# Excellent sander that has only two minor quirks



## Woodchuck1957 (Feb 4, 2008)

I doubt that a more powerful dust collector is the solution. Infact, I think even the DC your useing now is suffocating. Really all you would really need is a good shop vac, like the one thats below your table, for a sander.


----------



## ferstler (Oct 5, 2008)

Good points have been made about the shop vac use and the improved suction, and I can certainly understand those points.

However, if you use a shop vac the filter in the thing will clog up pretty fast and the downside is that you can only clean the filter so many times until it needs to be replaced. So, yes, a shop vac does better (at least until the filter gets really loaded), but be prepared to change out the filters more often. Also, that DC that I have can run day and night with its induction motor and has no problem with tool-flow air resistance causing any kind of overload, whereas a shop vac's motor is going to have some heating problems if you run it on and on and on while you sand away for a long time.

One point, I have two shop vacs (both are Ridgid models and as noted in the first comment by Woodchuck 1957, sit under that bench on wheels in the photos) and I keep the filter reasonably clean by shrouding it in regular, but somewhat cut down, vacuum cleaner bags that get discarded at intervals. (A big rubber band holds the bag in place.) Still, using the dust collector has never caused a problem with dust build up at the sander, so I will stick with it. No filters to deal with at all, and no worry about a vac motor overheating or destroying its brushes.

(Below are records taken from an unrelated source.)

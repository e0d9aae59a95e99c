//! Booking model definitions

use chrono::{DateTime, Days, NaiveDate, Utc};
use serde::{Deserialize, Serialize};
use uuid::Uuid;

use crate::{Error, Result};

/// Booking lifecycle status.
///
/// `Pending` is the only initial state. `Confirmed` and `Cancelled` are
/// terminal: once reached, no actor may change the status again.
#[derive(Debug, Clone, Copy, PartialEq, Eq, Serialize, Deserialize)]
#[serde(rename_all = "lowercase")]
pub enum BookingStatus {
    Pending,
    Confirmed,
    Cancelled,
}

impl BookingStatus {
    pub fn as_str(self) -> &'static str {
        match self {
            Self::Pending => "pending",
            Self::Confirmed => "confirmed",
            Self::Cancelled => "cancelled",
        }
    }

    /// Whether a booking in this status consumes room inventory.
    /// Cancelled bookings release their units.
    pub fn holds_inventory(self) -> bool {
        matches!(self, Self::Pending | Self::Confirmed)
    }

    pub fn is_terminal(self) -> bool {
        matches!(self, Self::Confirmed | Self::Cancelled)
    }

    /// The only legal transitions are pending -> confirmed and
    /// pending -> cancelled.
    pub fn can_transition_to(self, next: BookingStatus) -> bool {
        matches!(self, Self::Pending) && next.is_terminal()
    }
}

impl Default for BookingStatus {
    fn default() -> Self {
        Self::Pending
    }
}

impl std::fmt::Display for BookingStatus {
    fn fmt(&self, f: &mut std::fmt::Formatter<'_>) -> std::fmt::Result {
        f.write_str(self.as_str())
    }
}

/// A candidate stay: the half-open date interval `[check_in, check_out)`.
///
/// Half-open means a booking ending on a day and another starting on that
/// same day never conflict.
#[derive(Debug, Clone, Copy, PartialEq, Eq, Serialize, Deserialize)]
#[serde(rename_all = "camelCase")]
pub struct StayRange {
    pub check_in: NaiveDate,
    pub check_out: NaiveDate,
}

impl StayRange {
    pub fn new(check_in: NaiveDate, check_out: NaiveDate) -> Self {
        Self {
            check_in,
            check_out,
        }
    }

    /// Number of nights in the interval. Zero or negative for degenerate
    /// ranges; booking creation rejects those, price previews clamp to 1.
    pub fn nights(&self) -> i64 {
        (self.check_out - self.check_in).num_days()
    }

    /// Enumerate the calendar days of the stay. An empty or inverted range
    /// falls back to the single night starting at `check_in`.
    pub fn days(&self) -> impl Iterator<Item = NaiveDate> {
        let end = if self.check_out > self.check_in {
            self.check_out
        } else {
            self.check_in
                .checked_add_days(Days::new(1))
                .unwrap_or(self.check_in)
        };
        self.check_in.iter_days().take_while(move |day| *day < end)
    }

    pub fn validate(&self) -> Result<()> {
        if self.check_out <= self.check_in {
            return Err(Error::InvalidDateRange {
                check_in: self.check_in,
                check_out: self.check_out,
            });
        }
        Ok(())
    }
}

/// Contact details captured from the guest at booking time.
#[derive(Debug, Clone, Serialize, Deserialize)]
#[serde(rename_all = "camelCase")]
pub struct GuestDetails {
    pub name: String,
    pub email: String,
    pub phone: String,
}

/// A reservation of one unit of a room type for a stay.
///
/// `hotel_name`, `hotel_owner_email` and `room_name` are snapshots taken at
/// creation time: renaming the hotel later must not rewrite booking history.
#[derive(Debug, Clone, Serialize, Deserialize)]
#[serde(rename_all = "camelCase")]
pub struct Booking {
    pub id: Uuid,
    pub hotel_id: Uuid,
    pub hotel_name: String,
    pub hotel_owner_email: String,
    pub room_id: Uuid,
    pub room_name: String,
    pub check_in: NaiveDate,
    pub check_out: NaiveDate,
    pub guests: u32,
    pub total_price: f64,
    pub guest_name: String,
    pub guest_email: String,
    pub guest_phone: String,
    pub booked_at: DateTime<Utc>,
    pub status: BookingStatus,
    /// Payment receipt recorded when the booking was confirmed
    #[serde(skip_serializing_if = "Option::is_none")]
    pub receipt_id: Option<Uuid>,
}

impl Booking {
    /// The stay interval of this booking.
    pub fn stay(&self) -> StayRange {
        StayRange::new(self.check_in, self.check_out)
    }

    /// Whether the booking occupies a unit on the given calendar day.
    /// Checkout day is excluded.
    pub fn covers(&self, day: NaiveDate) -> bool {
        day >= self.check_in && day < self.check_out
    }
}

/// Input to booking creation.
///
/// `booking_id` makes retries idempotent: a second submission carrying the id
/// of an already-created booking returns that booking instead of reserving a
/// second unit.
#[derive(Debug, Clone, Serialize, Deserialize)]
#[serde(rename_all = "camelCase")]
pub struct BookingRequest {
    #[serde(default, skip_serializing_if = "Option::is_none")]
    pub booking_id: Option<Uuid>,
    pub hotel_id: Uuid,
    pub room_id: Uuid,
    pub stay: StayRange,
    pub guests: u32,
    pub guest: GuestDetails,
}

#[cfg(test)]
mod tests {
    use super::*;

    fn date(y: i32, m: u32, d: u32) -> NaiveDate {
        NaiveDate::from_ymd_opt(y, m, d).unwrap()
    }

    #[test]
    fn test_only_pending_transitions() {
        assert!(BookingStatus::Pending.can_transition_to(BookingStatus::Confirmed));
        assert!(BookingStatus::Pending.can_transition_to(BookingStatus::Cancelled));
        assert!(!BookingStatus::Pending.can_transition_to(BookingStatus::Pending));
        for terminal in [BookingStatus::Confirmed, BookingStatus::Cancelled] {
            assert!(!terminal.can_transition_to(BookingStatus::Pending));
            assert!(!terminal.can_transition_to(BookingStatus::Confirmed));
            assert!(!terminal.can_transition_to(BookingStatus::Cancelled));
        }
    }

    #[test]
    fn test_cancelled_releases_inventory() {
        assert!(BookingStatus::Pending.holds_inventory());
        assert!(BookingStatus::Confirmed.holds_inventory());
        assert!(!BookingStatus::Cancelled.holds_inventory());
    }

    #[test]
    fn test_stay_day_enumeration() {
        let stay = StayRange::new(date(2025, 6, 1), date(2025, 6, 4));
        let days: Vec<NaiveDate> = stay.days().collect();
        assert_eq!(
            days,
            vec![date(2025, 6, 1), date(2025, 6, 2), date(2025, 6, 3)]
        );
    }

    #[test]
    fn test_empty_stay_falls_back_to_one_night() {
        let stay = StayRange::new(date(2025, 6, 1), date(2025, 6, 1));
        let days: Vec<NaiveDate> = stay.days().collect();
        assert_eq!(days, vec![date(2025, 6, 1)]);
    }

    #[test]
    fn test_validate_rejects_inverted_range() {
        let stay = StayRange::new(date(2025, 6, 4), date(2025, 6, 1));
        assert!(matches!(
            stay.validate(),
            Err(crate::Error::InvalidDateRange { .. })
        ));
        assert!(StayRange::new(date(2025, 6, 1), date(2025, 6, 2))
            .validate()
            .is_ok());
    }
}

Actually, one shop vac is the "push" unit and is used to blow dust off of the deck and out of tools that have been used out there prior to them going back into storage in the shop, and the other is the "pull" unit and does vacuuming work in the shop. When the filter in the pull unit gets dirty I discard it and transfer the filter from the push unit. The push unit then gets a new filter.

Howard Ferstler


----------



## Woodchuck1957 (Feb 4, 2008)

Or work up wind from the sander. if it isn't windy, use a box fan or discarded furnace fan to blow the dust away from you.


----------



## ferstler (Oct 5, 2008)

The Ridgid owner's manual for the two vacs mentions that when doing work with really wet items you need to remove the filter. (There is a float valve to protect the motor if the water level gets too high.) However, when doing basic dry vacuum work they indicate that without the filter there is the potential to damage the motor.

I like that box fan idea.

Howard Ferstler


----------



## spaids (Apr 15, 2008)

This is what I use with my shop vac. EVERYTHING gets trapped in a bucket and my shop vac and filter stay clean. No matter how fine the dust is. The website has a video of its shop vac attachment in action. Its awesome.


----------



## Treverk (Nov 14, 2008)

I also have this sander, but I get the worst swirl marks when I use it. For that reason I haven't picked it up in over a year. Have you had any problems with swirls?


----------



## sIKE (Feb 14, 2008)

Put a Wye on the in take and put your sander on one side and a blast gate on the other, now open the blast gate enough to solve your issue. You might have to put a small C-Clamp on it to keep at right amount of openness….


----------



## ferstler (Oct 5, 2008)

I've had no problems with swirls, but I also try to use finer grained paper when doing the really smooth finishing work. I also always hand sand with the grain after using the ROS to do the basic stuff.

Howard Ferstler


----------



## optimusprime (Oct 31, 2010)

just purchased the newer version and used it for a small flooring job (13'x13') and have to say i was thoroughly impressed with the ROS. no swirls using 60 or 80 grit paper and finishing with 150 and 220 was a dream. i'm preparing to finish a couple of doors today using it.


----------



## ferstler (Oct 5, 2008)

I continue to use mine and have sanded the daylights out of many, many pieces of wood: bookcases and speaker systems, mainly. The sander works as good as new. I work outdoors on a deck adjacent to my shopl, and have discovered that you do not need to have a dust collector hooked up to it at all. Since I have a natural wooded lot I just let the dust spray out into the area (the sander has an excellent fan/scavenge system), and then use my blower to clean off the deck and roll-around work bench after the projects are done. I am upgrading my rating to five stars.

Howard Ferstler


----------